Born in 1916, Munnings completed his sketchbook at the end of his life from the years 1980 to 1987. We can tell from his sketches that the artist grew up surrounded by mills and had a great interest in them from a young age. It is the stories and descriptions which accompany the sketches which I found the most engaging as they can really give us an understanding of who Munnings was. He often talks of making regular trips to the Norwich Corn Exchange with his father when he was young, and describes encounters with ‘famous’ millers of the area who knew him and his family well. A particular story tells of how Syleham Drabbet Mill in Suffolk burned down while Munnings was at school. On hearing of the fire, a young Munnings wanted to find out which mill in the area had been damaged and so went to the fire station to enquire. However, his concern for the mill meant that he was late for afternoon school with, as he knowingly put it, ‘the usual results’. The image at the top of this blog is Munnings’ sketch of Syleham Drabbet Mill, accompanied by his anecdote.

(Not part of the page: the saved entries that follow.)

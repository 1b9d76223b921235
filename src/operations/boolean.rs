//! Contract for the boolean/sewing primitives and their modification maps.
//!
//! The geometric kernel behind fuse/cut/split/sew is an external
//! collaborator: this crate defines the [`BooleanKernel`] seam the
//! synchronization operations drive, and the [`ModificationMap`] relation
//! every primitive must report so original shapes can be re-identified.

use std::collections::HashMap;

use crate::error::Result;
use crate::topology::{ShapeId, ShapeStore};

/// The old-shape to new-shape(s) relation reported by a primitive.
///
/// A shape absent from the map was not touched by the operation. A shape
/// mapped to an empty list was deleted. One entry means the shape was
/// replaced (or merely relocated); several mean it was fragmented.
///
/// Kernels must record entries for shapes nested one level inside a
/// compound input, so callers can query the map by the shapes they know
/// rather than by the compounds they bundled them into.
#[derive(Debug, Default, Clone)]
pub struct ModificationMap {
    entries: HashMap<ShapeId, Vec<ShapeId>>,
}

impl ModificationMap {
    /// Creates an empty map.
    #[must_use]
    pub fn new() -> Self {
        Self::default()
    }

    /// Records the replacement(s) of `old`.
    pub fn record(&mut self, old: ShapeId, replacements: impl IntoIterator<Item = ShapeId>) {
        self.entries
            .entry(old)
            .or_default()
            .extend(replacements);
    }

    /// Records `old` as deleted with no replacement.
    pub fn record_deleted(&mut self, old: ShapeId) {
        self.entries.entry(old).or_default();
    }

    /// Returns the recorded replacements of `old`, or `None` if the shape
    /// was not touched.
    #[must_use]
    pub fn generated(&self, old: ShapeId) -> Option<&[ShapeId]> {
        self.entries.get(&old).map(Vec::as_slice)
    }

    /// Returns whether `old` is recorded as deleted.
    #[must_use]
    pub fn is_deleted(&self, old: ShapeId) -> bool {
        self.entries.get(&old).is_some_and(Vec::is_empty)
    }

    /// Iterates over the recorded old shapes.
    pub fn keys(&self) -> impl Iterator<Item = ShapeId> + '_ {
        self.entries.keys().copied()
    }

    /// Returns whether the map has no entries.
    #[must_use]
    pub fn is_empty(&self) -> bool {
        self.entries.is_empty()
    }
}

/// Result of one fuse/cut/split invocation.
#[derive(Debug)]
pub struct BooleanOutcome {
    /// Whether the primitive completed.
    pub is_done: bool,
    /// The aggregate result shape, when the primitive produces one.
    pub shape: Option<ShapeId>,
    /// The old-to-new shape relation.
    pub modifications: ModificationMap,
}

/// Configuration for a sewing pass.
#[derive(Debug, Clone, Copy)]
pub struct SewOptions {
    /// Working tolerance for stitching near-coincident edges.
    pub tolerance: f64,
    /// Upper bound on the tolerance the sew may inflate to.
    pub max_tolerance: f64,
    /// Close remaining free edges after stitching.
    pub cut_free_edges: bool,
    /// Permit non-manifold results.
    pub non_manifold: bool,
}

/// Result of one sewing invocation: which inputs were restitched.
#[derive(Debug, Default)]
pub struct SewOutcome {
    modified: HashMap<ShapeId, ShapeId>,
}

impl SewOutcome {
    /// Creates an empty outcome.
    #[must_use]
    pub fn new() -> Self {
        Self::default()
    }

    /// Records the sewn replacement of `old`.
    pub fn record(&mut self, old: ShapeId, new: ShapeId) {
        self.modified.insert(old, new);
    }

    /// Returns whether the sew modified `old`.
    #[must_use]
    pub fn is_modified(&self, old: ShapeId) -> bool {
        self.modified.contains_key(&old)
    }

    /// Returns the sewn replacement of `old`, if it was modified.
    #[must_use]
    pub fn modified(&self, old: ShapeId) -> Option<ShapeId> {
        self.modified.get(&old).copied()
    }
}

/// The boolean/sewing primitive seam.
///
/// Implementations own whatever geometric state the primitives need; the
/// synchronization operations only rely on the reported outcomes. All four
/// operations are synchronous and exclusively own the kernel for the
/// duration of one call.
pub trait BooleanKernel {
    /// Boolean union of `args` with `tools`.
    ///
    /// # Errors
    ///
    /// Returns an error if the primitive fails outright; an unconverged
    /// result is reported through `is_done` instead.
    fn fuse(
        &mut self,
        store: &mut ShapeStore,
        args: &[ShapeId],
        tools: &[ShapeId],
        fuzzy: Option<f64>,
    ) -> Result<BooleanOutcome>;

    /// Boolean subtraction of `tools` from `args`.
    ///
    /// # Errors
    ///
    /// Returns an error if the primitive fails outright; an unconverged
    /// result is reported through `is_done` instead.
    fn cut(
        &mut self,
        store: &mut ShapeStore,
        args: &[ShapeId],
        tools: &[ShapeId],
        fuzzy: Option<f64>,
    ) -> Result<BooleanOutcome>;

    /// Partition of `args` by `tools`, keeping all fragments.
    ///
    /// # Errors
    ///
    /// Returns an error if the primitive fails outright; an unconverged
    /// result is reported through `is_done` instead.
    fn split(
        &mut self,
        store: &mut ShapeStore,
        args: &[ShapeId],
        tools: &[ShapeId],
        fuzzy: Option<f64>,
    ) -> Result<BooleanOutcome>;

    /// Stitches near-coincident edges of `shapes` into connected topology.
    ///
    /// # Errors
    ///
    /// Returns an error if the primitive fails outright.
    fn sew(
        &mut self,
        store: &mut ShapeStore,
        shapes: &[ShapeId],
        options: &SewOptions,
    ) -> Result<SewOutcome>;
}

It is stories such as these that bring the sketchbook to life and transform it from an ordinary series of sketches into a kind of journal of Munnings’ life and views. The artist was not afraid to display his strong personal ideas about changes in mill ownership and use, making for some amusing reading in parts. Whilst Hovis was ‘not fit to own’ mills in Newbury, Ellingham Mill in Norfolk was closed down out of the ‘bloody ignorance that the wiz kid knows best!’ Though entertaining to read, throughout his sketchbook Munnings displays disappointment at the closing down of so many mills ultimately portraying the sentiment of a man who cared deeply for the mill industry and its families.

I have really enjoyed getting to know Munnings and his watermills and hope to look at some similar people in the future!